3.7 TCI, notwithstanding demand, has failed and/or refused to pay the amounts claimed.
[4] TCI has defended the action on the basis that Bravospan was in arrears, failed to pay in terms of the lease, “cannibalised” the deposit and had made payment arrangements to remedy the situation. It denies the fraudulent misrepresentation alleged and in its counterclaim seeks payment inter alia of arrear rental owed to it and reinstatement of the security deposit.
[5] In opposing the current application that it be directed to furnish security for costs, Bravospan produced a range of documents, including its 2021 annual financial statements. From these it is apparent that its loan liabilities and accounts payable amount to over R7 million with assets of R1.23 million. Income in the 2021 financial year is shown in the amount of R852 181.
Submissions
[6] It was submitted for TCI that from Bravospan’s 2021 annual financial statements it is apparent that the close corporation is in a position of vast factual insolvency, with its liabilities exceeding its assets by R5.77 million. Even if its full net profit were to be used to pay off debt it was submitted that this would take more than eight years. Furthermore, Bravospan has no real assets and no obligation to continue earning income. Although it has concluded recent commercial agreements, the agreement entered into with the Beachwood Country Club was one concluded between Mr Van der Post and Stardance Entertainment CC, or a close corporation to be nominated and replaced by him, with no nomination provided. As a consequence, Bravospan does not gain any rights under such agreement. Although the subordination of loans advanced to Bravospan was tendered in the argument of this application for the first time, the fact that most of its liabilities consist of personal loans suggests that Bravospan and its members may make decisions which suit their personal situations, with it submitted that paying TCI’s costs is likely to be at the bottom of such priorities. As to the prospects in the main action, it is contended that TCI’s likelihood of success outweighs that of Bravospan when regard is had to the facts. Since a severe risk of loss exists there is reason to believe that a costs order in TCI’s favour may not be satisfied.

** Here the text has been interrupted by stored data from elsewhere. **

use crate::{EdgeId, NodeId};
use thiserror::Error;

/// Which kind of graph element an error or change refers to
#[derive(Debug, Clone, Copy, PartialEq, Eq)]
pub enum ElementKind {
    Node,
    Edge,
}

impl std::fmt::Display for ElementKind {
    fn fmt(&self, f: &mut std::fmt::Formatter<'_>) -> std::fmt::Result {
        match self {
            ElementKind::Node => write!(f, "node"),
            ElementKind::Edge => write!(f, "edge"),
        }
    }
}

/// Why a proposed connection was refused
#[derive(Debug, Clone, PartialEq, Eq, Error)]
pub enum RejectReason {
    #[error("unknown node: {0}")]
    UnknownNode(NodeId),

    #[error("node {0} cannot connect to itself")]
    SelfLoop(NodeId),

    #[error("edge {existing} already connects {from} -> {to}")]
    DuplicateEdge {
        existing: EdgeId,
        from: NodeId,
        to: NodeId,
    },
}

/// Errors produced by the graph model
#[derive(Debug, Clone, PartialEq, Error)]
pub enum GraphError {
    #[error("duplicate {kind} id: {id}")]
    DuplicateId { kind: ElementKind, id: String },

    #[error("edge {edge} references missing node {node}")]
    DanglingReference { edge: EdgeId, node: NodeId },

    #[error("{kind} not found: {id}")]
    NotFound { kind: ElementKind, id: String },

    #[error("malformed document: {0}")]
    MalformedDocument(String),

    #[error("connection rejected: {0}")]
    RejectedConnection(#[from] RejectReason),
}

impl GraphError {
    pub(crate) fn duplicate_node(id: &NodeId) -> Self {
        GraphError::DuplicateId {
            kind: ElementKind::Node,
            id: id.to_string(),
        }
    }

    pub(crate) fn duplicate_edge(id: &EdgeId) -> Self {
        GraphError::DuplicateId {
            kind: ElementKind::Edge,
            id: id.to_string(),
        }
    }

    pub(crate) fn node_not_found(id: &NodeId) -> Self {
        GraphError::NotFound {
            kind: ElementKind::Node,
            id: id.to_string(),
        }
    }

    pub(crate) fn edge_not_found(id: &EdgeId) -> Self {
        GraphError::NotFound {
            kind: ElementKind::Edge,
            id: id.to_string(),
        }
    }

    /// Message suitable for showing to whoever triggered the operation
    pub fn user_message(&self) -> String {
        match self {
            GraphError::MalformedDocument(_) => {
                "Failed to import pipeline document. Please check the file format.".to_string()
            }
            GraphError::RejectedConnection(reason) => format!("Cannot connect: {}", reason),
            other => other.to_string(),
        }
    }
}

[7] In opposing the application it was argued for Bravospan that it had not been established that there is reason to believe that Bravospan will be unable to pay TCI’s costs if unsuccessful in the action and that an order of security should not be permitted to stifle litigation when past financial difficulties faced by Bravospan arose due to fraudulent misrepresentation which is the subject of the action. Any present factual insolvency is not decisive of an inability to pay costs given TCI’s conduct and when such factual insolvency exists only if the damages claimed in the main action are left out of the account. Bravospan is clearly commercial solvent given recent commercial agreements entered into, including a further five-year contract with the Kloof Country Club, and the financial documentation produced discloses that it has made a net profit of R1 151 196,00 between August and December 2020 and R953 222,22 from March 2021 to June 2021. Its business prospects are evidently positive and there is no reason to believe that it will be unable to pay any costs order in future when neither Mr Van der Post nor his father, who have advanced loans to the corporation, intends abandoning Bravospan.
Evaluation
[8] The ordinary common-law rule is that a plaintiff who resides in South Africa may institute actions in our courts without furnishing security for costs. Despite this, section 8 of the Close Corporations Act 69 of 1984 provides:
‘When a corporation in any legal proceedings is a plaintiff…the court concerned may at any time during the proceedings if it appears that there is reason to believe that the corporation…will be unable to pay the costs of the defendant…if he or she is successful in his or her defence, require security to be given for those costs, and may stay all proceedings till the security is given.’
[9] This provision mirrors section 13 of the Companies Act 61 of 1973 which was repealed with the repeal of the 1973 Act. No provision similar to section 13 was included in the 2008 Companies Act. In spite of this, the jurisprudence which has been developed around the interpretation and application of s 13 continues to provide useful guidance to courts in relation to section 8.
[10] The purpose of security for costs was recognised by the Constitutional Court in Giddey NO v J C Barnard and Others (‘Giddey’),[1] to protect “persons against liability for costs in regard to any action instituted by bankrupt companies”[2] and “to ensure that companies, who are unlikely to be able to pay costs and therefore not effectively at risk of an adverse costs order if unsuccessful, do not institute litigation vexatiously or in circumstances where they have no prospects of success thus causing their opponents unnecessary and irrecoverable legal expenses”.[3]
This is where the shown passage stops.